→ Your task:
Should a line in the entries below contain "static", return that line.
═══
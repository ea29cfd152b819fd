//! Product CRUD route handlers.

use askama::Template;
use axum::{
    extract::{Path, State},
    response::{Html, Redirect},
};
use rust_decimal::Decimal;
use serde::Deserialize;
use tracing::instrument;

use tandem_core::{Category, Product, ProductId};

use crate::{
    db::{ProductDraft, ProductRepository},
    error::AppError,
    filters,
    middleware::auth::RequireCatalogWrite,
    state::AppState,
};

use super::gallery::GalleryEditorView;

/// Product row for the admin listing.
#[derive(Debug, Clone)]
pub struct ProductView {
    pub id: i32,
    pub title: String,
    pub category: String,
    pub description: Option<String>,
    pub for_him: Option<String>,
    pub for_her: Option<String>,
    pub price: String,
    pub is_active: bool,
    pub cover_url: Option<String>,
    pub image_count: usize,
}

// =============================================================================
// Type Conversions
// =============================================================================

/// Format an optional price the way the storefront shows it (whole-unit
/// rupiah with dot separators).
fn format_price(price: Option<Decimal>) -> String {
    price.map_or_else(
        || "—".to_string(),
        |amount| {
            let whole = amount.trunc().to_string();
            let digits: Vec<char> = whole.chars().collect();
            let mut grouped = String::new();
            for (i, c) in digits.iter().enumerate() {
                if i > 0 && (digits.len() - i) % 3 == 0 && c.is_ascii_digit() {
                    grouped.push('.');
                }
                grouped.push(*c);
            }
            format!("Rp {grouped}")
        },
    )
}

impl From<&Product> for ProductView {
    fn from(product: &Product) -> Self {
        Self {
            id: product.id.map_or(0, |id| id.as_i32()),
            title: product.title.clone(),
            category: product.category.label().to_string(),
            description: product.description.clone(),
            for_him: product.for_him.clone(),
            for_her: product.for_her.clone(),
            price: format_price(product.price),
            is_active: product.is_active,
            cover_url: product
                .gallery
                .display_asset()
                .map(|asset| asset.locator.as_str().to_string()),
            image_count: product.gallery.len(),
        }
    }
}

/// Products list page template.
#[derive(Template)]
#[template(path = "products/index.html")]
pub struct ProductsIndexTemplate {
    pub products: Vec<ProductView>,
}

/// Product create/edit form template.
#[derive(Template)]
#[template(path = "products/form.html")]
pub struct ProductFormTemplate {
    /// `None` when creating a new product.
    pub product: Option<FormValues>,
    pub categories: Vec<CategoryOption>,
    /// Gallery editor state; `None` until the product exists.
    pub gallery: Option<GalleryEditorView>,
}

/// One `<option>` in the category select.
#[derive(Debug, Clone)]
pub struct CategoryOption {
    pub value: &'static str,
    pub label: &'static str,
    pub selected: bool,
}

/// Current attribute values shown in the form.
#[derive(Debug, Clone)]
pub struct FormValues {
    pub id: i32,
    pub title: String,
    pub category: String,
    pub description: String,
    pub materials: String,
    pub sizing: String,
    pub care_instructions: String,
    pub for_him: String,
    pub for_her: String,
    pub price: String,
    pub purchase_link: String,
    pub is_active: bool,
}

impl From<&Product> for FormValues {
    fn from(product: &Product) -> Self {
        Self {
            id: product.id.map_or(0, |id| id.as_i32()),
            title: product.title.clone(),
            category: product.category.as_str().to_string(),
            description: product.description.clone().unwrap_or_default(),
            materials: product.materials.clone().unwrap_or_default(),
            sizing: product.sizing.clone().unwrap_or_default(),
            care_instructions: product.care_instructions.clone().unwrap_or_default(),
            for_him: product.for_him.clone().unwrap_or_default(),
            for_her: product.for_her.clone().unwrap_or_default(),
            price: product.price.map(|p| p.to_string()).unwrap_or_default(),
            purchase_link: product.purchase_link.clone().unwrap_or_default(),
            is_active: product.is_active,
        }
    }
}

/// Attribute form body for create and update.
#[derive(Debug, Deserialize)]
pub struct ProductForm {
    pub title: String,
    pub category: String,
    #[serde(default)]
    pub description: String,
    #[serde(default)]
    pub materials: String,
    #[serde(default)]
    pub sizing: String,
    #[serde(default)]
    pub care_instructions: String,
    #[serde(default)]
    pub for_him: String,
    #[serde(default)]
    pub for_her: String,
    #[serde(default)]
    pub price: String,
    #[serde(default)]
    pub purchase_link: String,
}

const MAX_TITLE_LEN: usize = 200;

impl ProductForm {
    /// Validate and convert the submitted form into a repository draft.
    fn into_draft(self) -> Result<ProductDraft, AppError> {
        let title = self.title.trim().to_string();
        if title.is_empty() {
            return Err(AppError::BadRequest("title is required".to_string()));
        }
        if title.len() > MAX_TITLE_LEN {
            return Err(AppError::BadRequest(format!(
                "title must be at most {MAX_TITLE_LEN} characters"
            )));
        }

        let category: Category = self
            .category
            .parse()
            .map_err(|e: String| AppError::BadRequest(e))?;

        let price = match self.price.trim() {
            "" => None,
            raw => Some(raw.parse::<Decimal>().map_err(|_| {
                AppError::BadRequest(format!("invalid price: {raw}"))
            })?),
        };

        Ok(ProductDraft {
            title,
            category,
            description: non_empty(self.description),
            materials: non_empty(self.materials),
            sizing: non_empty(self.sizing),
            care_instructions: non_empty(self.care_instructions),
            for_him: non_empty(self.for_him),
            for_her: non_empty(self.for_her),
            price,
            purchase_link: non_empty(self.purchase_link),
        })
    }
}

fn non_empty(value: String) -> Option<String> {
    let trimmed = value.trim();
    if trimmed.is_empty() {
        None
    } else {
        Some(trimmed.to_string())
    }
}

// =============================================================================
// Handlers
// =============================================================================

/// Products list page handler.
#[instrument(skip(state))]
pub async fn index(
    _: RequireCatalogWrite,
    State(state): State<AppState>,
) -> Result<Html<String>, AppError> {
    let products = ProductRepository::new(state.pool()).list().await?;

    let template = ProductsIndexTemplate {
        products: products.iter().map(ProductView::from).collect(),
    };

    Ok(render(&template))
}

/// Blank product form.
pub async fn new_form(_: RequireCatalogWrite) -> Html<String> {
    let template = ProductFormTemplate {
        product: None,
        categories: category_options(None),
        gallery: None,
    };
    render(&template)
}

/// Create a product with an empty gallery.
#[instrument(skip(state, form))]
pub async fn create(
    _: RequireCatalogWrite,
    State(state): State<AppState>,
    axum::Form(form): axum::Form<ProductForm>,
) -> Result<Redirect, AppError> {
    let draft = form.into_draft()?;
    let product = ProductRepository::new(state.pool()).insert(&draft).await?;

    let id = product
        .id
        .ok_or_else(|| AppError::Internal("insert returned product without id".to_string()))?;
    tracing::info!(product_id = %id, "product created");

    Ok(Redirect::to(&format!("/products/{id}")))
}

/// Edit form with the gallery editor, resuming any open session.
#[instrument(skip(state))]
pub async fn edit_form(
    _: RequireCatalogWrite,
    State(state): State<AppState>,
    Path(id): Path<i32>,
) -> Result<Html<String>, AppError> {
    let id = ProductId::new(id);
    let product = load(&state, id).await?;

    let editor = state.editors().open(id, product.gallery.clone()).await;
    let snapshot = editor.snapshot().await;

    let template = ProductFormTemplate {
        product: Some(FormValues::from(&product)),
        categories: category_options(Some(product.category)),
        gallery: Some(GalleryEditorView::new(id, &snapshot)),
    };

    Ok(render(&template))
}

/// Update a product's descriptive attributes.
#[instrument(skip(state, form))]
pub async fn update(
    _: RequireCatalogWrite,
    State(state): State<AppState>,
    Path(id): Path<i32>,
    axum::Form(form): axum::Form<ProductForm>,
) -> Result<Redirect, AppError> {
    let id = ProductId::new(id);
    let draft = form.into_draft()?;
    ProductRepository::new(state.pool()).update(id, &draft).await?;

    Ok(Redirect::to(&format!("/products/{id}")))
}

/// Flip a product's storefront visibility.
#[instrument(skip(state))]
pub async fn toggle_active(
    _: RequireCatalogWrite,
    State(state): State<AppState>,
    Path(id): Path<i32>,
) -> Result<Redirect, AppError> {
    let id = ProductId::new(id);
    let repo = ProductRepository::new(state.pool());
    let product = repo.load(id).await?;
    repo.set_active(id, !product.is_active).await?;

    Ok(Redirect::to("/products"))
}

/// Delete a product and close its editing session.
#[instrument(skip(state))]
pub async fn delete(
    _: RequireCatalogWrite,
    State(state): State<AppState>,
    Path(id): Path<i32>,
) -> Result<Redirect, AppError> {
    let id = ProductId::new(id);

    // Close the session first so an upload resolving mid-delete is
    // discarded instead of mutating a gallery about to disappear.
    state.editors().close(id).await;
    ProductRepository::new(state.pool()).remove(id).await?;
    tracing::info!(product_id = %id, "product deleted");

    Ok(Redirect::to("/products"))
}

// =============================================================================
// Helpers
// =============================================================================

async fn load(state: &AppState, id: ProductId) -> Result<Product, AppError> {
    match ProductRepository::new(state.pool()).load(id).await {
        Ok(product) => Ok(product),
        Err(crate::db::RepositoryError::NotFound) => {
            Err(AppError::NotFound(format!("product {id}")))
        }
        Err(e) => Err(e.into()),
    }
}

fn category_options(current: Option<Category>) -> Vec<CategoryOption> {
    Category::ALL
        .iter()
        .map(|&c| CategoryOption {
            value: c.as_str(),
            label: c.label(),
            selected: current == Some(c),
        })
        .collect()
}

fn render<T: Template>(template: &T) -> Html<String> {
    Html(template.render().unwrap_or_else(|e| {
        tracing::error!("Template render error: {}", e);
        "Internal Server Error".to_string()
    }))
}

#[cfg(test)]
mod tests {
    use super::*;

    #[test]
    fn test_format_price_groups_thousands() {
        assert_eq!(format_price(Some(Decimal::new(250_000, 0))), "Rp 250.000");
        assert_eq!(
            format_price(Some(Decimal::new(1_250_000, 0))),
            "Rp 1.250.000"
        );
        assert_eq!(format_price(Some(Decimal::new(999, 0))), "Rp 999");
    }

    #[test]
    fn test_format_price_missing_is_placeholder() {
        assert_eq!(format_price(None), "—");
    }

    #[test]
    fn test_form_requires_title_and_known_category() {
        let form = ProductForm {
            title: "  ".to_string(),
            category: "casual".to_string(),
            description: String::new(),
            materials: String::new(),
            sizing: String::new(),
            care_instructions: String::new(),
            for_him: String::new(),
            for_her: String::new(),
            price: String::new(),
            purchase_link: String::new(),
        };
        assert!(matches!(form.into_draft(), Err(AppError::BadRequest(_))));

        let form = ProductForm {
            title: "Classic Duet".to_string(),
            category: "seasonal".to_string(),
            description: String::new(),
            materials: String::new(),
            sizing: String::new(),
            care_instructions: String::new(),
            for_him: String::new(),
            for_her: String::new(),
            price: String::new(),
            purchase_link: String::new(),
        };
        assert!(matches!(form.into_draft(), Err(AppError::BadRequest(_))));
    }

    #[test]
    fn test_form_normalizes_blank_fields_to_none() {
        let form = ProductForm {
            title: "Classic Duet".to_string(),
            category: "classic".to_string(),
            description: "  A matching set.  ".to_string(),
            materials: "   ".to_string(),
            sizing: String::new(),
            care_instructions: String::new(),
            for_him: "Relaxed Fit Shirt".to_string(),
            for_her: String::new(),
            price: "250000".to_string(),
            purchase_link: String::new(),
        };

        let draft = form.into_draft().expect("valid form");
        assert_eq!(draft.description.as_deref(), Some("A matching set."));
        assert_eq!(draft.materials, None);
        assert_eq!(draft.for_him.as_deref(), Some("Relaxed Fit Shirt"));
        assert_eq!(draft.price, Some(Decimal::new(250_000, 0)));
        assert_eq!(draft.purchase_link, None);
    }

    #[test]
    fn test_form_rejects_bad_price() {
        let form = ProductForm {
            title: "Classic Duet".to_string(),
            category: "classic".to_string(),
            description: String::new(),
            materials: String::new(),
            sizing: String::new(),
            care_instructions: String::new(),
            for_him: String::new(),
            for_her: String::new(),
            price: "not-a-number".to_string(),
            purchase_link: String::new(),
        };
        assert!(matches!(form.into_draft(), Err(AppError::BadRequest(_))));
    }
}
═══
→ Task output:
    pub value: &'static str,
    pub label: &'static str,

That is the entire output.